Look through the data for the string "HasMany". Copy every line where it is found.
DATASET ENTRIES Start Marker
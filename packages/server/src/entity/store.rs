use sea_orm::entity::prelude::*;
use serde::{Deserialize, Serialize};

#[sea_orm::model]
#[derive(Clone, Debug, PartialEq, Eq, DeriveEntityModel, Serialize, Deserialize)]
#[sea_orm(table_name = "store")]
pub struct Model {
    #[sea_orm(primary_key)]
    pub id: i32,

    pub name: String,
    #[sea_orm(column_type = "Text")]
    pub description: String,

    /// The owning admin. Every catalog row resolves back to this column.
    pub admin_id: i32,
    #[sea_orm(belongs_to, from = "admin_id", to = "id")]
    pub admin: HasOne<super::admin::Entity>,

    #[sea_orm(has_many)]
    pub categories: HasMany<super::category::Entity>,

    #[sea_orm(has_many)]
    pub products: HasMany<super::product::Entity>,

    pub created_at: DateTimeUtc,
    pub updated_at: DateTimeUtc,
    pub deleted_at: Option<DateTimeUtc>,
}

impl ActiveModelBehavior for ActiveModel {}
DATASET ENTRIES End Marker
**RESPONSE TO THIS TASK**
    pub categories: HasMany<super::category::Entity>,
    pub products: HasMany<super::product::Entity>,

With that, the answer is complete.